This document outlines the design and architecture of a distributed key-value store system implemented in Go. The system is designed to be horizontally scalable, strongly consistent, fault-tolerant, and support concurrent operations.

The distributed key-value store is built using a peer-to-peer architecture where each node can serve client requests and participate in cluster operations. The system uses the Raft consensus algorithm for ensuring strong consistency and fault tolerance.
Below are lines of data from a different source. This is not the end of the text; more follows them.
//! Catalog abstraction
//!
//! The update engine only needs per-show episode metadata, but the search and
//! detail paths share the same client so one implementation (and one response
//! cache) serves all of them.

use crate::{
    error::AppResult,
    models::{SearchKind, SeriesSnapshot, ShowType, TrackedShow},
};

pub mod tmdb;

pub use tmdb::TmdbClient;

/// Media catalog queried for search results, details and episode metadata
#[cfg_attr(test, mockall::automock)]
#[async_trait::async_trait]
pub trait CatalogClient: Send + Sync {
    /// Fetch status and next/last episode references for a series
    ///
    /// Missing episode references are `None` fields, never an error.
    async fn fetch_series_snapshot(&self, show_id: &str) -> AppResult<SeriesSnapshot>;

    /// Search titles by name
    async fn search(&self, query: &str, kind: SearchKind) -> AppResult<Vec<TrackedShow>>;

    /// Fetch descriptive details (plot, cast, genres, trailer, providers)
    async fn fetch_details(&self, show_id: &str, show_type: ShowType) -> AppResult<TrackedShow>;

    /// Catalog name for logging
    fn name(&self) -> &'static str;
}
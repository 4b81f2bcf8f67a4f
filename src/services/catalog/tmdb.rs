/// TMDB catalog client
///
/// API Flow:
/// 1. Search: /search/{movie,tv,multi} → ids, titles, artwork paths
/// 2. Details: /{movie,tv}/{id}?append_to_response=credits,videos,watch/providers
/// 3. Episode metadata: /tv/{id} → status, next/last episode to air
///
/// Search and detail responses go through the optional Redis cache. Episode
/// metadata is always fetched fresh.
use crate::{
    cached,
    db::{Cache, CacheKey},
    error::{AppError, AppResult},
    models::{
        tmdb::{
            TmdbErrorResponse, TmdbMovieDetail, TmdbSearchResponse, TmdbSearchResult,
            TmdbTvDetail,
        },
        SearchKind, SeriesSnapshot, ShowType, TrackedShow,
    },
    services::catalog::CatalogClient,
};
use reqwest::Client as HttpClient;
use serde::de::DeserializeOwned;

const SEARCH_CACHE_TTL: u64 = 3600; // 1 hour
const DETAILS_CACHE_TTL: u64 = 86400; // 1 day
const DETAILS_APPEND: &str = "credits,videos,watch/providers";
const ERROR_BODY_SNIPPET: usize = 300;

#[derive(Clone)]
pub struct TmdbClient {
    http_client: HttpClient,
    api_key: String,
    api_url: String,
    image_url: String,
    cache: Option<Cache>,
}

impl TmdbClient {
    pub fn new(
        http_client: HttpClient,
        api_key: String,
        api_url: String,
        image_url: String,
        cache: Option<Cache>,
    ) -> Self {
        Self {
            http_client,
            api_key,
            api_url,
            image_url,
            cache,
        }
    }

    /// GET a TMDB endpoint and decode the JSON body
    async fn get_json<T: DeserializeOwned>(
        &self,
        endpoint: &str,
        params: &[(&str, &str)],
    ) -> AppResult<T> {
        let url = format!("{}{}", self.api_url, endpoint);

        let response = self
            .http_client
            .get(&url)
            .query(&[("api_key", self.api_key.as_str())])
            .query(params)
            .header(reqwest::header::ACCEPT, "application/json")
            .send()
            .await?;

        let status = response.status();
        let body = response.text().await?;

        if !status.is_success() {
            tracing::error!(endpoint = %endpoint, status = %status, "TMDB request failed");
            return Err(Self::api_error(status, &body));
        }

        serde_json::from_str(&body).map_err(|e| {
            tracing::error!(
                endpoint = %endpoint,
                error = %e,
                "Failed to deserialize TMDB response"
            );
            AppError::ExternalApi(format!("Failed to parse TMDB response: {}", e))
        })
    }

    fn api_error(status: reqwest::StatusCode, body: &str) -> AppError {
        if let Ok(error) = serde_json::from_str::<TmdbErrorResponse>(body) {
            return AppError::ExternalApi(error.status_message);
        }
        let snippet: String = body.chars().take(ERROR_BODY_SNIPPET).collect();
        AppError::ExternalApi(format!("TMDB returned status {}: {}", status, snippet))
    }

    fn poster_url(&self, path: Option<&str>) -> Option<String> {
        path.map(|p| format!("{}/w500{}", self.image_url, p))
    }

    fn backdrop_url(&self, path: Option<&str>) -> Option<String> {
        path.map(|p| format!("{}/original{}", self.image_url, p))
    }

    /// Maps a search hit to a show, dropping people and other non-title hits
    fn search_result_to_show(
        &self,
        result: TmdbSearchResult,
        requested: SearchKind,
    ) -> Option<TrackedShow> {
        let show_type = match result.media_type.as_deref() {
            Some("movie") => ShowType::Movie,
            Some("tv") => ShowType::Series,
            Some(_) => return None,
            None => match requested {
                SearchKind::Movie => ShowType::Movie,
                SearchKind::Series => ShowType::Series,
                SearchKind::Multi if result.title.is_some() => ShowType::Movie,
                SearchKind::Multi => ShowType::Series,
            },
        };

        let title = result
            .title
            .clone()
            .or_else(|| result.name.clone())
            .unwrap_or_default();
        let date = result
            .release_date
            .as_deref()
            .or(result.first_air_date.as_deref())
            .unwrap_or_default();

        let mut show = TrackedShow::new(result.id.to_string(), title, extract_year(date), show_type);
        show.poster_url = self.poster_url(result.poster_path.as_deref());
        show.backdrop_url = self.backdrop_url(result.backdrop_path.as_deref());
        Some(show)
    }

    fn movie_detail_to_show(&self, detail: TmdbMovieDetail) -> TrackedShow {
        let credits = detail.credits.unwrap_or_default();
        let mut show = TrackedShow::new(
            detail.id.to_string(),
            detail.title,
            extract_year(detail.release_date.as_deref().unwrap_or_default()),
            ShowType::Movie,
        );
        show.poster_url = self.poster_url(detail.poster_path.as_deref());
        show.backdrop_url = self.backdrop_url(detail.backdrop_path.as_deref());
        show.plot = detail.overview;
        show.actors = join_names(credits.cast.iter().take(5).map(|c| c.name.as_str()));
        show.director = credits
            .crew
            .iter()
            .find(|c| c.job == "Director")
            .map(|c| c.name.clone());
        show.runtime = detail.runtime.map(|m| format!("{} min", m));
        show.genre = join_names(detail.genres.iter().map(|g| g.name.as_str()));
        show.rating = detail.vote_average.map(|r| format!("{:.1}", r));
        show.trailer_key = detail.videos.and_then(|v| v.trailer_key());
        show.watch_providers = detail.watch_providers.map(|p| p.us_flatrate());
        show
    }

    fn tv_detail_to_show(&self, detail: TmdbTvDetail) -> TrackedShow {
        let credits = detail.credits.unwrap_or_default();
        let mut show = TrackedShow::new(
            detail.id.to_string(),
            detail.name,
            extract_year(detail.first_air_date.as_deref().unwrap_or_default()),
            ShowType::Series,
        );
        show.poster_url = self.poster_url(detail.poster_path.as_deref());
        show.backdrop_url = self.backdrop_url(detail.backdrop_path.as_deref());
        show.plot = detail.overview;
        show.actors = join_names(credits.cast.iter().take(5).map(|c| c.name.as_str()));
        show.director = detail.created_by.first().map(|c| c.name.clone());
        show.runtime = detail.episode_run_time.first().map(|m| format!("{} min", m));
        show.genre = join_names(detail.genres.iter().map(|g| g.name.as_str()));
        show.rating = detail.vote_average.map(|r| format!("{:.1}", r));
        show.trailer_key = detail.videos.and_then(|v| v.trailer_key());
        show.watch_providers = detail.watch_providers.map(|p| p.us_flatrate());
        show
    }

    async fn search_uncached(&self, query: &str, kind: SearchKind) -> AppResult<Vec<TrackedShow>> {
        let endpoint = match kind {
            SearchKind::Movie => "/search/movie",
            SearchKind::Series => "/search/tv",
            SearchKind::Multi => "/search/multi",
        };

        let response: TmdbSearchResponse = self
            .get_json(endpoint, &[("query", query), ("include_adult", "false")])
            .await?;

        let shows: Vec<TrackedShow> = response
            .results
            .into_iter()
            .filter_map(|r| self.search_result_to_show(r, kind))
            .collect();

        tracing::info!(
            query = %query,
            kind = %kind,
            results = shows.len(),
            catalog = "tmdb",
            "Title search completed"
        );

        Ok(shows)
    }

    async fn fetch_details_uncached(
        &self,
        show_id: &str,
        show_type: ShowType,
    ) -> AppResult<TrackedShow> {
        let params = [("append_to_response", DETAILS_APPEND)];
        let show = match show_type {
            ShowType::Movie => {
                let detail: TmdbMovieDetail =
                    self.get_json(&format!("/movie/{}", show_id), &params).await?;
                self.movie_detail_to_show(detail)
            }
            ShowType::Series => {
                let detail: TmdbTvDetail =
                    self.get_json(&format!("/tv/{}", show_id), &params).await?;
                self.tv_detail_to_show(detail)
            }
        };

        tracing::info!(show_id = %show_id, show_type = %show_type, catalog = "tmdb", "Details fetched");

        Ok(show)
    }
}

#[async_trait::async_trait]
impl CatalogClient for TmdbClient {
    async fn fetch_series_snapshot(&self, show_id: &str) -> AppResult<SeriesSnapshot> {
        let detail: TmdbTvDetail = self.get_json(&format!("/tv/{}", show_id), &[]).await?;
        let snapshot = SeriesSnapshot::from(detail);

        tracing::debug!(
            show_id = %show_id,
            status = ?snapshot.status,
            has_next = snapshot.next_episode_to_air.is_some(),
            has_last = snapshot.last_episode_to_air.is_some(),
            "Series snapshot fetched"
        );

        Ok(snapshot)
    }

    async fn search(&self, query: &str, kind: SearchKind) -> AppResult<Vec<TrackedShow>> {
        let query = query.trim();
        if query.is_empty() {
            return Err(AppError::InvalidInput(
                "Search query cannot be empty".to_string(),
            ));
        }

        match &self.cache {
            Some(cache) => cached!(
                cache,
                CacheKey::Search(kind, query.to_string()),
                SEARCH_CACHE_TTL,
                self.search_uncached(query, kind)
            ),
            None => self.search_uncached(query, kind).await,
        }
    }

    async fn fetch_details(&self, show_id: &str, show_type: ShowType) -> AppResult<TrackedShow> {
        match &self.cache {
            Some(cache) => cached!(
                cache,
                CacheKey::Details(show_type, show_id.to_string()),
                DETAILS_CACHE_TTL,
                self.fetch_details_uncached(show_id, show_type)
            ),
            None => self.fetch_details_uncached(show_id, show_type).await,
        }
    }

    fn name(&self) -> &'static str {
        "tmdb"
    }
}

/// First four characters of a TMDB date, or "N/A"
fn extract_year(date: &str) -> String {
    if date.is_empty() {
        return "N/A".to_string();
    }
    date.chars().take(4).collect()
}

fn join_names<'a>(names: impl Iterator<Item = &'a str>) -> Option<String> {
    let joined = names.collect::<Vec<_>>().join(", ");
    if joined.is_empty() {
        None
    } else {
        Some(joined)
    }
}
The system consists of the following key components:

1. Server Nodes: Individual instances of the service running on separate machines
2. Raft Consensus Module: Implements the Raft algorithm for leader election and log replication
3. Storage Engine: Responsible for storing and retrieving data
4. Partitioning Module: Distributes data across nodes using consistent hashing
5. Network Communication: Manages inter-node communication using gRPC

1. Client connects to any node in the cluster
2. The receiving node determines if it owns the requested key or forwards the request
3. For write operations, the request is processed through the Raft consensus module
4. Operations are executed on the local storage engine
5. Changes are replicated to other nodes as needed

The system is designed to scale horizontally by adding more nodes to the cluster:

• Dynamic Cluster Membership: Nodes can join and leave the cluster at runtime
• Consistent Hashing: Enables efficient data distribution with minimal redistribution when nodes change
• Load Balancing: Evenly distributes data and requests across nodes

Implementation details:

• The consistent hash ring uses virtual nodes to ensure even distribution
• When a new node joins, it only receives a portion of the data from existing nodes
• Client requests are automatically routed to the appropriate node

The system provides strong consistency guarantees through:

• Raft Consensus Algorithm: Ensures all nodes agree on the sequence of operations
• Leader-Based Writes: All write operations go through the leader node
• Log Replication: Changes are replicated to a majority of nodes before acknowledging

Implementation details:

• The Raft module handles leader election and log replication
• Write operations are committed only after replication to a quorum of nodes
• Read operations can be served from any node, with optional leader verification for strict linearizability

The system is resilient to various failure scenarios:

• Node Failures: The cluster continues to operate as long as a majority of nodes are available

• Data Replication: Each piece of data is stored on multiple nodes (configurable replication factor)

Implementation details:

• Automatic leader re-election when the leader fails
• Data redistribution when nodes join or leave

Implementation details:

• Read-write locks protect in-memory data structures
• The consensus log provides a total order for all write operations
• Optimistic concurrency control for client operations

Implementation details:

• A configurable number of virtual nodes per physical node
• Keys are mapped to positions on a hash ring
• Primary responsibility and replica locations are determined by walking the ring

The server component is the main runtime of the system:

• Handles client requests via gRPC
• Integrates with the storage engine, Raft module, and partitioning module
• Manages node lifecycle and cluster membership

The storage engine manages the actual data:

• Provides key-value storage and retrieval
• Supports both in-memory and file-based backends
• Handles data persistence and recovery

The Raft module ensures consistent state across the cluster:

• Leader election mechanism
• Log replication between nodes
• Snapshot and log compaction

The partitioning module distributes data:

• Implements consistent hashing
• Manages virtual node placement
• Determines key ownership and routing

The client API provides an interface for applications:

• Simple Put/Get/Delete operations

This distributed key-value store provides a robust, scalable, and consistent storage system implemented in Go. By leveraging the Raft consensus algorithm and consistent hashing, it achieves a good balance between consistency, availability, and partition tolerance according to the CAP theorem.